In etwa dreieinhalb Metern Höhe erspähte ich so dieses wunderbare Steinrelief über dem Eingangsportal an einem Gründerzeitbau, der einst als Schulgebäude diente.

Interessant ist, dass die zweizeilige Inschrift ohne Bindestrich angelegt ist. Die Schrift erinnert mich tatsächlich ein wenig an die Schulschreibschrift, die auch ich als Kind in den 1970er-Jahren während meiner Grundschulzeit erlernte.

Aber was kann uns das Netz über dieses Gebäude – hier eine Komplettansicht der Fassade – an der Adresse Laeiszstraße 12 erzählen?

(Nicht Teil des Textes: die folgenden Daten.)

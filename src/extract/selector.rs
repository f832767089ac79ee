//! CSS selection against fetched pages.

use scraper::{Html, Selector};

use super::ExtractError;

/// A parsed CSS selector with an optional attribute designator.
///
/// `img.hero@src` selects the `src` attribute of the first `img.hero`;
/// without a designator the element's text is used.
#[derive(Debug, Clone)]
pub struct PageSelector {
    selector: Selector,
    attribute: Option<String>,
}

impl PageSelector {
    /// Parse a selector string.
    pub fn parse(raw: &str) -> Result<Self, ExtractError> {
        let raw = raw.trim();
        let (css, attribute) = split_attribute(raw);
        if css.is_empty() {
            return Err(ExtractError::InvalidSelector(
                "selector must not be empty".to_string(),
            ));
        }

        let selector = Selector::parse(css)
            .map_err(|e| ExtractError::InvalidSelector(format!("{css}: {e:?}")))?;

        Ok(Self {
            selector,
            attribute: attribute.map(ToString::to_string),
        })
    }

    /// Extract the value from an HTML document.
    ///
    /// The first matching element in document order wins. Returns `None`
    /// when nothing matches or the matched value is blank.
    pub fn extract(&self, html: &str) -> Option<String> {
        let document = Html::parse_document(html);
        let element = document.select(&self.selector).next()?;

        let value = match &self.attribute {
            Some(name) => element.value().attr(name)?.trim().to_string(),
            None => {
                let text: String = element.text().collect();
                text.split_whitespace().collect::<Vec<_>>().join(" ")
            }
        };

        if value.is_empty() {
            None
        } else {
            Some(value)
        }
    }
}

/// Split a trailing `@attribute` designator off a selector.
fn split_attribute(raw: &str) -> (&str, Option<&str>) {
    match raw.rsplit_once('@') {
        Some((css, attr)) if is_attribute_name(attr) => (css.trim_end(), Some(attr)),
        _ => (raw, None),
    }
}

fn is_attribute_name(name: &str) -> bool {
    let mut chars = name.chars();
    match chars.next() {
        Some(first) if first.is_ascii_alphabetic() || first == '_' => {}
        _ => return false,
    }
    chars.all(|c| c.is_ascii_alphanumeric() || matches!(c, '_' | '-' | ':' | '.'))
}
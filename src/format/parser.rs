//! Delivery template parser.
//!
//! Templates are plain text with `{{key}}` references. A reference may list
//! fallbacks as `{{a||b||c}}`. `\{{` produces a literal `{{`, and an
//! unterminated `{{` is kept as text.

/// A node in a parsed delivery template.
#[derive(Debug, Clone, PartialEq, Eq)]
pub enum Node {
    /// Raw text content.
    Text(String),
    /// Reference with its fallbacks, in order.
    Reference(Vec<String>),
}

/// Delivery template parser.
pub struct Parser<'a> {
    input: &'a str,
    pos: usize,
}

impl<'a> Parser<'a> {
    pub fn new(input: &'a str) -> Self {
        Self { input, pos: 0 }
    }

    /// Parse the template into nodes. Never fails.
    pub fn parse(mut self) -> Vec<Node> {
        let mut nodes = Vec::new();
        let mut text = String::new();

        while self.pos < self.input.len() {
            if self.peek_str("\\{{") {
                self.pos += 3;
                text.push_str("{{");
            } else if self.peek_str("{{") {
                match self.parse_reference() {
                    Some(keys) => {
                        if !text.is_empty() {
                            nodes.push(Node::Text(std::mem::take(&mut text)));
                        }
                        nodes.push(Node::Reference(keys));
                    }
                    None => {
                        self.pos += 2;
                        text.push_str("{{");
                    }
                }
            } else {
                let c = self.current_char();
                text.push(c);
                self.pos += c.len_utf8();
            }
        }

        if !text.is_empty() {
            nodes.push(Node::Text(text));
        }
        nodes
    }

    /// Parse `{{...}}` at the current position, consuming it on success.
    fn parse_reference(&mut self) -> Option<Vec<String>> {
        let body_start = self.pos + 2;
        let body_len = self.input[body_start..].find("}}")?;
        let body = &self.input[body_start..body_start + body_len];
        if body.contains("{{") {
            return None;
        }

        let keys: Vec<String> = body
            .split("||")
            .map(str::trim)
            .filter(|key| !key.is_empty())
            .map(ToString::to_string)
            .collect();
        if keys.is_empty() {
            return None;
        }

        self.pos = body_start + body_len + 2;
        Some(keys)
    }

    fn peek_str(&self, s: &str) -> bool {
        self.input[self.pos..].starts_with(s)
    }

    fn current_char(&self) -> char {
        self.input[self.pos..].chars().next().unwrap_or('\0')
    }
}
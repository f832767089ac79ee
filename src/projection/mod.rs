//! Article projection.
//!
//! Produces the augmented article: the original fields, one
//! `external::<label>` field per resolved external property, and one
//! `custom::<referenceName>` field per custom placeholder. Broken or
//! incomplete definitions are skipped so the rest still project.
//!
//! Custom placeholders may use external property values as their source.
//! They never read each other's output, so their relative order does not
//! matter.

mod report;

use std::sync::Arc;

use futures::future::join_all;

use crate::article::{custom_key, external_key, Article};
use crate::extract::ExternalPropertyExtractor;
use crate::fetcher::is_http_url;
use crate::placeholder::{
    CompiledStep, CustomPlaceholder, Definitions, ExternalProperty, PatternError,
};

pub use report::{DefinitionFailure, FailureKind, Projection};

/// Run a placeholder's steps over its source value.
///
/// A missing source field yields an empty working value.
pub fn evaluate_placeholder(
    placeholder: &CustomPlaceholder,
    article: &Article,
) -> Result<String, PatternError> {
    let mut value = article
        .get(&placeholder.source_placeholder)
        .unwrap_or_default()
        .to_string();

    for step in &placeholder.steps {
        value = CompiledStep::compile(step)?.apply(&value);
    }

    Ok(value)
}

/// Evaluate every usable placeholder against `article`.
///
/// Returns the derived `(key, value)` pairs and the failures.
pub fn apply_custom_placeholders(
    article: &Article,
    placeholders: &[CustomPlaceholder],
) -> (Vec<(String, String)>, Vec<DefinitionFailure>) {
    let mut values = Vec::new();
    let mut failures = Vec::new();

    for placeholder in placeholders.iter().filter(|p| p.is_usable()) {
        match evaluate_placeholder(placeholder, article) {
            Ok(value) => values.push((custom_key(&placeholder.reference_name), value)),
            Err(e) => {
                tracing::warn!(
                    "Skipping custom placeholder {} ({}): {}",
                    placeholder.reference_name,
                    placeholder.id,
                    e
                );
                failures.push(DefinitionFailure::pattern(&placeholder.id, &e));
            }
        }
    }

    (values, failures)
}

/// Projects articles against definitions.
#[derive(Debug, Clone)]
pub struct ProjectionEngine {
    extractor: Arc<ExternalPropertyExtractor>,
}

impl ProjectionEngine {
    /// Create an engine backed by `extractor`.
    pub fn new(extractor: Arc<ExternalPropertyExtractor>) -> Self {
        Self { extractor }
    }

    /// Project `article` with `definitions`.
    ///
    /// Never fails: problems are reported per definition in
    /// [`Projection::failures`].
    pub async fn project(&self, article: &Article, definitions: &Definitions) -> Projection {
        let mut augmented = article.clone();
        let mut failures = Vec::new();

        let (external_values, external_failures) = self
            .resolve_external_properties(article, &definitions.external_properties)
            .await;
        for (key, value) in external_values {
            augmented.insert(key, value);
        }
        failures.extend(external_failures);

        let (custom_values, custom_failures) =
            apply_custom_placeholders(&augmented, &definitions.custom_placeholders);
        for (key, value) in custom_values {
            augmented.insert(key, value);
        }
        failures.extend(custom_failures);

        Projection {
            article: augmented,
            failures,
        }
    }

    /// Resolve external properties concurrently and wait for all of them.
    async fn resolve_external_properties(
        &self,
        article: &Article,
        properties: &[ExternalProperty],
    ) -> (Vec<(String, String)>, Vec<DefinitionFailure>) {
        let pending = properties
            .iter()
            .filter(|p| p.is_complete())
            .filter_map(|property| match article.get(&property.source_field) {
                Some(url) if is_http_url(url) => Some((property, url.trim().to_string())),
                _ => {
                    tracing::debug!(
                        "External property {} skipped: field '{}' holds no URL",
                        property.id,
                        property.source_field
                    );
                    None
                }
            })
            .map(|(property, url)| async move {
                let outcome = self.extractor.extract(&url, &property.css_selector).await;
                (property, outcome)
            });

        let mut values = Vec::new();
        let mut failures = Vec::new();
        for (property, outcome) in join_all(pending).await {
            match outcome {
                Ok(value) => values.push((external_key(&property.label), value)),
                Err(e) => failures.push(DefinitionFailure::extraction(&property.id, &e)),
            }
        }

        (values, failures)
    }
}

#[cfg(test)]
mod tests {
    use super::*;
    use crate::config::ExtractorConfig;
    use crate::placeholder::PlaceholderStep;

    fn engine() -> ProjectionEngine {
        let extractor = ExternalPropertyExtractor::new(&ExtractorConfig::default()).unwrap();
        ProjectionEngine::new(Arc::new(extractor))
    }

    fn article() -> Article {
        Article::new("a1")
            .with_field("title", "banana")
            .with_field("description", "Line one\nLine two")
    }

    fn placeholder(name: &str, source: &str, steps: Vec<PlaceholderStep>) -> CustomPlaceholder {
        let mut placeholder = CustomPlaceholder::new(name, source);
        placeholder.steps = steps;
        placeholder
    }

    #[tokio::test]
    async fn test_empty_definitions_is_identity() {
        let projection = engine().project(&article(), &Definitions::default()).await;
        assert_eq!(projection.article, article());
        assert!(projection.is_complete());
    }

    #[tokio::test]
    async fn test_single_regex_step() {
        let definitions = Definitions {
            custom_placeholders: vec![placeholder(
                "swapped",
                "title",
                vec![PlaceholderStep::regex("a", "b").with_flags("g")],
            )],
            ..Definitions::default()
        };

        let projection = engine().project(&article(), &definitions).await;
        assert_eq!(projection.article.get("custom::swapped"), Some("bbnbnb"));
        assert_eq!(projection.article.get("title"), Some("banana"));
    }

    #[test]
    fn test_steps_apply_in_order() {
        let first = PlaceholderStep::regex("a", "b").with_flags("g");
        let second = PlaceholderStep::regex("b", "c").with_flags("g");

        let forward = placeholder("p", "title", vec![first.clone(), second.clone()]);
        let reversed = placeholder("p", "title", vec![second, first]);

        assert_eq!(evaluate_placeholder(&forward, &article()).unwrap(), "ccncnc");
        assert_eq!(evaluate_placeholder(&reversed, &article()).unwrap(), "cbnbnb");
    }

    #[tokio::test]
    async fn test_projection_is_idempotent() {
        let definitions = Definitions {
            custom_placeholders: vec![placeholder(
                "first_line",
                "description",
                vec![PlaceholderStep::regex("\n.*", "").with_flags("g")],
            )],
            ..Definitions::default()
        };
        let engine = engine();

        let once = engine.project(&article(), &definitions).await;
        let twice = engine.project(&once.article, &definitions).await;
        assert_eq!(once.article.get("custom::first_line"), Some("Line one"));
        assert_eq!(once.article, twice.article);
    }

    #[tokio::test]
    async fn test_missing_source_yields_empty_string() {
        let definitions = Definitions {
            custom_placeholders: vec![placeholder(
                "author",
                "author",
                vec![PlaceholderStep::regex("x", "y")],
            )],
            ..Definitions::default()
        };

        let projection = engine().project(&article(), &definitions).await;
        assert_eq!(projection.article.get("custom::author"), Some(""));
        assert!(projection.is_complete());
    }

    #[tokio::test]
    async fn test_corrupt_placeholder_is_skipped_and_reported() {
        let mut broken = placeholder("broken", "title", vec![PlaceholderStep::regex("(", "")]);
        broken.id = "broken-id".to_string();
        let definitions = Definitions {
            custom_placeholders: vec![
                broken,
                placeholder("ok", "title", vec![PlaceholderStep::regex("n", "N")]),
            ],
            ..Definitions::default()
        };

        let projection = engine().project(&article(), &definitions).await;
        assert_eq!(projection.article.get("custom::broken"), None);
        assert_eq!(projection.article.get("custom::ok"), Some("baNaNa"));
        assert_eq!(projection.failures.len(), 1);
        assert_eq!(projection.failures[0].definition_id, "broken-id");
        assert_eq!(projection.failures[0].kind, FailureKind::InvalidPattern);
    }

    #[tokio::test]
    async fn test_incomplete_definitions_are_skipped_silently() {
        let definitions = Definitions {
            custom_placeholders: vec![
                placeholder("", "title", vec![PlaceholderStep::regex("a", "b")]),
                placeholder("no_steps", "title", vec![]),
            ],
            external_properties: vec![ExternalProperty::new("link", "", "image")],
        };

        let projection = engine().project(&article(), &definitions).await;
        assert_eq!(projection.article, article());
        assert!(projection.is_complete());
    }

    #[tokio::test]
    async fn test_external_property_without_url_is_skipped() {
        let definitions = Definitions {
            external_properties: vec![
                ExternalProperty::new("link", "h1", "missing_field"),
                ExternalProperty::new("title", "h1", "not_a_url"),
            ],
            ..Definitions::default()
        };

        let projection = engine().project(&article(), &definitions).await;
        assert_eq!(projection.article, article());
        assert!(projection.failures.is_empty());
    }

    #[tokio::test]
    async fn test_forbidden_url_reports_fetch_failure() {
        let mut property = ExternalProperty::new("link", "h1", "heading");
        property.id = "ext-1".to_string();
        let definitions = Definitions {
            external_properties: vec![property],
            ..Definitions::default()
        };
        let source = article().with_field("link", "http://127.0.0.1:9/page");

        let projection = engine().project(&source, &definitions).await;
        assert_eq!(projection.article, source);
        assert_eq!(projection.failures.len(), 1);
        assert_eq!(projection.failures[0].definition_id, "ext-1");
        assert_eq!(projection.failures[0].kind, FailureKind::Fetch);
    }

    mod remote {
        use super::*;
        use axum::response::Html;
        use axum::routing::get;
        use axum::Router;
        use std::time::{Duration, Instant};

        async fn slow_a() -> Html<&'static str> {
            tokio::time::sleep(Duration::from_millis(300)).await;
            Html(r#"<img class="hero" src="https://cdn.example.com/a.png"><h1>Alpha</h1>"#)
        }

        async fn slow_b() -> Html<&'static str> {
            tokio::time::sleep(Duration::from_millis(300)).await;
            Html("<h1>Beta</h1>")
        }

        async fn spawn_server() -> String {
            let app = Router::new()
                .route("/a", get(slow_a))
                .route("/b", get(slow_b));
            let listener = tokio::net::TcpListener::bind("127.0.0.1:0").await.unwrap();
            let address = listener.local_addr().unwrap();
            tokio::spawn(async move {
                axum::serve(listener, app).await.unwrap();
            });
            format!("http://{address}")
        }

        fn local_engine() -> ProjectionEngine {
            let config = ExtractorConfig {
                allow_private_hosts: true,
                fetch_timeout_ms: 2000,
                max_retries: 0,
                ..ExtractorConfig::default()
            };
            ProjectionEngine::new(Arc::new(ExternalPropertyExtractor::new(&config).unwrap()))
        }

        #[tokio::test]
        async fn test_external_properties_resolve_concurrently() {
            let base = spawn_server().await;
            let source = Article::new("a1")
                .with_field("link", format!("{base}/a"))
                .with_field("comments", format!("{base}/b"));
            let definitions = Definitions {
                external_properties: vec![
                    ExternalProperty::new("link", "h1", "heading"),
                    ExternalProperty::new("comments", "h1", "comments_heading"),
                ],
                ..Definitions::default()
            };

            let started = Instant::now();
            let projection = local_engine().project(&source, &definitions).await;
            let elapsed = started.elapsed();

            assert!(projection.is_complete(), "{:?}", projection.failures);
            assert_eq!(projection.article.get("external::heading"), Some("Alpha"));
            assert_eq!(projection.article.get("external::comments_heading"), Some("Beta"));
            assert!(elapsed < Duration::from_millis(550), "took {elapsed:?}");
        }

        #[tokio::test]
        async fn test_failed_fetch_leaves_other_values_intact() {
            let base = spawn_server().await;
            let source = Article::new("a1")
                .with_field("title", "banana")
                .with_field("link", format!("{base}/a"))
                .with_field("broken", format!("{base}/does-not-exist"));
            let mut broken = ExternalProperty::new("broken", "h1", "broken_heading");
            broken.id = "broken-ext".to_string();
            let definitions = Definitions {
                custom_placeholders: vec![placeholder(
                    "shout",
                    "title",
                    vec![PlaceholderStep::regex("banana", "BANANA")],
                )],
                external_properties: vec![
                    ExternalProperty::new("link", "img.hero@src", "image"),
                    broken,
                ],
            };

            let projection = local_engine().project(&source, &definitions).await;

            assert_eq!(
                projection.article.get("external::image"),
                Some("https://cdn.example.com/a.png")
            );
            assert_eq!(projection.article.get("external::broken_heading"), None);
            assert_eq!(projection.article.get("custom::shout"), Some("BANANA"));
            assert_eq!(projection.failures.len(), 1);
            assert_eq!(projection.failures[0].definition_id, "broken-ext");
            assert_eq!(projection.failures[0].kind, FailureKind::Fetch);
        }

        #[tokio::test]
        async fn test_custom_placeholder_can_read_external_value() {
            let base = spawn_server().await;
            let source = Article::new("a1").with_field("link", format!("{base}/b"));
            let definitions = Definitions {
                custom_placeholders: vec![placeholder(
                    "lower",
                    "external::heading",
                    vec![PlaceholderStep::regex("B", "b")],
                )],
                external_properties: vec![ExternalProperty::new("link", "h1", "heading")],
            };

            let projection = local_engine().project(&source, &definitions).await;
            assert_eq!(projection.article.get("custom::lower"), Some("beta"));
        }
    }
}
//! Last-write-wins preview sessions.
//!
//! Each session runs at most one preview at a time. Starting a new one
//! aborts the task of the previous one, and a task that completes after
//! being replaced is reported as stale instead of returning its result.
//! A caller that goes away (client disconnect) aborts its task and clears
//! its session entry.

use std::collections::HashMap;
use std::future::Future;
use std::sync::atomic::{AtomicU64, Ordering};
use std::sync::Mutex;

use tokio::task::AbortHandle;

/// Identifies a preview session: one connection, one client session.
#[derive(Debug, Clone, PartialEq, Eq, Hash)]
pub struct SessionKey {
    pub connection_id: String,
    pub client_session: String,
}

impl SessionKey {
    pub fn new(connection_id: impl Into<String>, client_session: impl Into<String>) -> Self {
        Self {
            connection_id: connection_id.into(),
            client_session: client_session.into(),
        }
    }
}

#[derive(Debug)]
struct InFlight {
    request: u64,
    abort: AbortHandle,
}

/// Outcome of a session task.
#[derive(Debug)]
pub enum SessionOutcome<T> {
    /// The task was the latest request and completed.
    Completed(T),
    /// A newer request replaced this one.
    Superseded,
    /// The task panicked.
    Failed(String),
}

/// Tracks the in-flight request of every preview session.
#[derive(Debug, Default)]
pub struct PreviewSessions {
    next_request: AtomicU64,
    in_flight: Mutex<HashMap<SessionKey, InFlight>>,
}

impl PreviewSessions {
    pub fn new() -> Self {
        Self::default()
    }

    /// Run `task` as the latest request of `key`.
    pub async fn run<F>(&self, key: SessionKey, task: F) -> SessionOutcome<F::Output>
    where
        F: Future + Send + 'static,
        F::Output: Send + 'static,
    {
        let request = self.next_request.fetch_add(1, Ordering::Relaxed) + 1;

        let (handle, registration) = {
            let mut in_flight = self.in_flight.lock().unwrap_or_else(|e| e.into_inner());
            let handle = tokio::spawn(task);
            let previous = in_flight.insert(
                key.clone(),
                InFlight {
                    request,
                    abort: handle.abort_handle(),
                },
            );
            if let Some(previous) = previous {
                tracing::debug!(
                    "Preview request {} supersedes {} for connection {}",
                    request,
                    previous.request,
                    key.connection_id
                );
                previous.abort.abort();
            }
            let registration = Registration {
                sessions: self,
                key,
                request,
                abort: handle.abort_handle(),
                finished: false,
            };
            (handle, registration)
        };

        let outcome = handle.await;

        if !registration.finish() {
            return SessionOutcome::Superseded;
        }

        match outcome {
            Ok(value) => SessionOutcome::Completed(value),
            Err(e) if e.is_cancelled() => SessionOutcome::Superseded,
            Err(e) => SessionOutcome::Failed(e.to_string()),
        }
    }

    /// Number of sessions with a request in flight.
    pub fn in_flight(&self) -> usize {
        self.in_flight
            .lock()
            .unwrap_or_else(|e| e.into_inner())
            .len()
    }

    /// Remove the entry of `key` if it still belongs to `request`.
    fn release(&self, key: &SessionKey, request: u64) -> bool {
        let mut in_flight = self.in_flight.lock().unwrap_or_else(|e| e.into_inner());
        match in_flight.get(key) {
            Some(current) if current.request == request => {
                in_flight.remove(key);
                true
            }
            _ => false,
        }
    }
}

/// A request's claim on its session.
///
/// Dropped without [`Registration::finish`] (the caller was cancelled), it
/// aborts the task and releases the session entry.
struct Registration<'a> {
    sessions: &'a PreviewSessions,
    key: SessionKey,
    request: u64,
    abort: AbortHandle,
    finished: bool,
}

impl Registration<'_> {
    /// Release the session entry. Returns whether this was still the latest
    /// request of the session.
    fn finish(mut self) -> bool {
        self.finished = true;
        self.sessions.release(&self.key, self.request)
    }
}

impl Drop for Registration<'_> {
    fn drop(&mut self) {
        if self.finished {
            return;
        }
        self.abort.abort();
        if self.sessions.release(&self.key, self.request) {
            tracing::debug!(
                "Preview request {} abandoned for connection {}",
                self.request,
                self.key.connection_id
            );
        }
    }
}

#[cfg(test)]
mod tests {
    use super::*;
    use std::sync::atomic::AtomicBool;
    use std::sync::Arc;
    use std::time::Duration;

    #[tokio::test]
    async fn test_single_request_completes() {
        let sessions = PreviewSessions::new();
        let outcome = sessions
            .run(SessionKey::new("c1", "s1"), async { 42 })
            .await;
        assert!(matches!(outcome, SessionOutcome::Completed(42)));
        assert_eq!(sessions.in_flight(), 0);
    }

    #[tokio::test]
    async fn test_stale_request_is_never_surfaced() {
        let sessions = Arc::new(PreviewSessions::new());
        let stale_finished = Arc::new(AtomicBool::new(false));

        let first = {
            let sessions = sessions.clone();
            let stale_finished = stale_finished.clone();
            tokio::spawn(async move {
                sessions
                    .run(SessionKey::new("c1", "s1"), async move {
                        tokio::time::sleep(Duration::from_millis(300)).await;
                        stale_finished.store(true, Ordering::SeqCst);
                        "stale"
                    })
                    .await
            })
        };

        tokio::time::sleep(Duration::from_millis(50)).await;
        let second = sessions
            .run(SessionKey::new("c1", "s1"), async { "fresh" })
            .await;

        assert!(matches!(second, SessionOutcome::Completed("fresh")));
        assert!(matches!(first.await.unwrap(), SessionOutcome::Superseded));

        // The stale task was aborted before it could finish
        tokio::time::sleep(Duration::from_millis(400)).await;
        assert!(!stale_finished.load(Ordering::SeqCst));
    }

    #[tokio::test]
    async fn test_sessions_are_independent() {
        let sessions = Arc::new(PreviewSessions::new());

        let other = {
            let sessions = sessions.clone();
            tokio::spawn(async move {
                sessions
                    .run(SessionKey::new("c1", "s1"), async {
                        tokio::time::sleep(Duration::from_millis(100)).await;
                        1
                    })
                    .await
            })
        };

        tokio::time::sleep(Duration::from_millis(20)).await;
        let outcome = sessions
            .run(SessionKey::new("c1", "s2"), async { 2 })
            .await;

        assert!(matches!(outcome, SessionOutcome::Completed(2)));
        assert!(matches!(other.await.unwrap(), SessionOutcome::Completed(1)));
    }

    #[tokio::test]
    async fn test_abandoned_request_is_cleaned_up() {
        let sessions = Arc::new(PreviewSessions::new());
        let task_finished = Arc::new(AtomicBool::new(false));

        let caller = {
            let sessions = sessions.clone();
            let task_finished = task_finished.clone();
            tokio::spawn(async move {
                sessions
                    .run(SessionKey::new("c1", "tab-42"), async move {
                        tokio::time::sleep(Duration::from_millis(200)).await;
                        task_finished.store(true, Ordering::SeqCst);
                    })
                    .await
            })
        };

        tokio::time::sleep(Duration::from_millis(50)).await;
        assert_eq!(sessions.in_flight(), 1);
        caller.abort();

        tokio::time::sleep(Duration::from_millis(400)).await;
        assert_eq!(sessions.in_flight(), 0);
        assert!(!task_finished.load(Ordering::SeqCst));
    }

    #[tokio::test]
    async fn test_abandoned_stale_request_keeps_newer_entry() {
        let sessions = Arc::new(PreviewSessions::new());

        let first = {
            let sessions = sessions.clone();
            tokio::spawn(async move {
                sessions
                    .run(SessionKey::new("c1", "s1"), async {
                        tokio::time::sleep(Duration::from_millis(300)).await;
                    })
                    .await
            })
        };
        tokio::time::sleep(Duration::from_millis(20)).await;

        let second = {
            let sessions = sessions.clone();
            tokio::spawn(async move {
                sessions
                    .run(SessionKey::new("c1", "s1"), async {
                        tokio::time::sleep(Duration::from_millis(200)).await;
                        "fresh"
                    })
                    .await
            })
        };
        tokio::time::sleep(Duration::from_millis(20)).await;

        // Dropping the replaced caller must not clear the newer entry.
        first.abort();
        tokio::time::sleep(Duration::from_millis(20)).await;
        assert_eq!(sessions.in_flight(), 1);

        assert!(matches!(second.await.unwrap(), SessionOutcome::Completed("fresh")));
        assert_eq!(sessions.in_flight(), 0);
    }

    #[tokio::test]
    async fn test_panicking_task_fails() {
        let sessions = PreviewSessions::new();
        let outcome: SessionOutcome<()> = sessions
            .run(SessionKey::new("c1", "s1"), async { panic!("boom") })
            .await;
        assert!(matches!(outcome, SessionOutcome::Failed(_)));
    }
}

»Die Schule Laeiszstraße im Hamburger Stadtteil St. Pauli wurde 1862 für die Armen- und Freischule Laeiszstraße (kurz Armenschule Laeiszstraße) erbaut.

Die Entwürfe stammten vermutlich von Franz [Gustav] Forsmann. Das Jahr 1862 gilt auch als offizielles Gründungsjahr der Schule. 1905 wurde das Gebäude nach Plänen von Albert Erbe umgebaut, dabei blieben die ursprünglichen Achsmaße erhalten. Ein Neubau nach Planung des Hamburger Hochbauamtes kam 1967 hinzu. (…) Zum Schuljahresbeginn 2006/2007 wurde die Grundschule (…) dauerhaft geschlossen. Danach wurde das Gebäude zwischenzeitlich als Standort der Grundschule Sternschanze genutzt. Mit Stand 2020 ist dort die Beratungsabteilung des Regionalen Bildungs- und Beratungszentrum (ReBBZ) Mitte ansässig. Schule und Turnhalle stehen unter Denkmalschutz.«

Quelle: Wikimedia Commons – »Schule Laeiszstraße«

Auch, was es mit dem Begriff »Armenschulen« auf sich hatte, speziell im Kontext mit dieser einen, ist wissenswert:

»Erst im Jahr 1870 wurden in der Freien und Hansestadt Hamburg, einem Teilgebiet des künftigen Deutschen Reiches, Volksschulen und die Schulpflicht eingeführt. Umso bemerkenswerter ist es, dass die heutige Grundschule im Karolinenviertel, Laeiszstraße 12, bereits acht Jahre vor Einführung der Schulpflicht als ›Zweite Armenschule von St. Pauli‹ im Jahr 1862 auf Initiative des Abgeordneten Johannes Halben gegründet wurde, zunächst in einem kleinen Gebäude mit begrenzter Anzahl an Klassenräumen.
Die Bezeichnung ›Armenschule‹ oder ›Freischule‹ bedeutet, dass diese Schulen kein Schulgeld verlangten, was in privaten Einrichtungen sonst selbstverständlich war.«

Quelle: Olga Wewerka, »Alfred Lichtwark. Persönlichkeit und Werk im Kontext der deutschen und tschechischen Kultur«. Doktorarbeit, Philosophische Fakultät der Karls-Universität Prag, S. 116 (Zitat ins Deutsche übersetzt).

Wie die Quelle dieses Zitats erahnen lässt, steht auch ein berühmter – wenngleich nicht gebürtiger – Hamburger mit dieser Schule in Verbindung:

»Einer der ersten Schüler der Einrichtung war der spätere Direktor der Kunsthalle, Alfred Lichtwark

Quelle: Uwe Schmidt: »Hamburger Schulen im ›Dritten Reich‹«, Bd. 2 (Anhang), S. 810

So schnell kann’s gehen – einmal kurz den Kopf gehoben und – zack! – wieder was über Hamburg gelernt.